Oye VeyHeard the phrase “anything that can go wrong, will go wrong”? Yep, Murphy’s Law is prevalent in nursing leadership and management just as it is in other areas of nursing and health care. Here are a few gold-standard Murphy’s Laws for nurse managers and leaders.

1. The day you’ve set aside and diligently blocked from meetings will be the day a stomach virus sweeps through the unit, causing severe short-staffing to the point of needing your clinical assistance for direct patient care. Good job blocking that calendar, and best wishes for “catching up!”

2. Your boss is guaranteed to call you on the one day you leave the office early. And he’ll need some numbers for a report within the hour.

3. The “Can-I-Have-5-Minutes?” conversation will take over your next scheduled meeting – that you lead – and end up with at least three action items to complete.

4. A patient will request to speak with you right as you realize you have yet to empty your bladder during the day.

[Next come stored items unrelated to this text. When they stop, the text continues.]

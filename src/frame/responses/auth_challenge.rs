// Copyright 2021 IOTA Stiftung
// SPDX-License-Identifier: Apache-2.0

//! This module implements the AUTH_CHALLENGE frame (protocol v2).

use super::*;

/// A server authentication challenge: a single `[bytes]` token whose
/// meaning depends on the authenticator in use. The client answers with
/// another AUTH_RESPONSE.
#[derive(Clone, Debug)]
pub struct AuthChallengeFrame {
    pub(crate) token: Option<Vec<u8>>,
}

impl AuthChallengeFrame {
    /// Get the challenge token, if any.
    pub fn token(&self) -> Option<&[u8]> {
        self.token.as_deref()
    }
}

impl FromPayload for AuthChallengeFrame {
    fn from_payload(start: &mut usize, payload: &[u8]) -> anyhow::Result<Self> {
        Ok(Self {
            token: read_bytes(start, payload)?.map(<[u8]>::to_vec),
        })
    }
}
// Copyright 2021 IOTA Stiftung
// SPDX-License-Identifier: Apache-2.0

//! This module implements the connection state machine on top of a duplex
//! byte stream, plus the pooling seam sessions are shared through.

pub mod pool;
pub mod session;

pub use pool::SessionPool;
pub use session::*;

5. The moment you are fully staffed, at least two team members indicate they need leaves of absence.

6. The probability of Joint Commission showing up for your organization’s unannounced survey increases with the number of days remaining until you leave for your long-awaited vacation.

7. The week after you ask team members to purge storage closets will be the one week of the decade in which something from that storage closet will be requested.

8. Minutes before your budget is due you will remember an ancillary expense that could potentially lead to a major variance.

9. The copy machine will jam and run out of toner as you try to print your presentation for the multidisciplinary board.

10. The candidate you love for the open position will be screened out of the HR system via a glitch, leading to weeks of attempted correction.

Creating these just makes me laugh. Leadership is a trip. In so many great ways.

What other Murphy’s Laws do you have in nursing leadership and management?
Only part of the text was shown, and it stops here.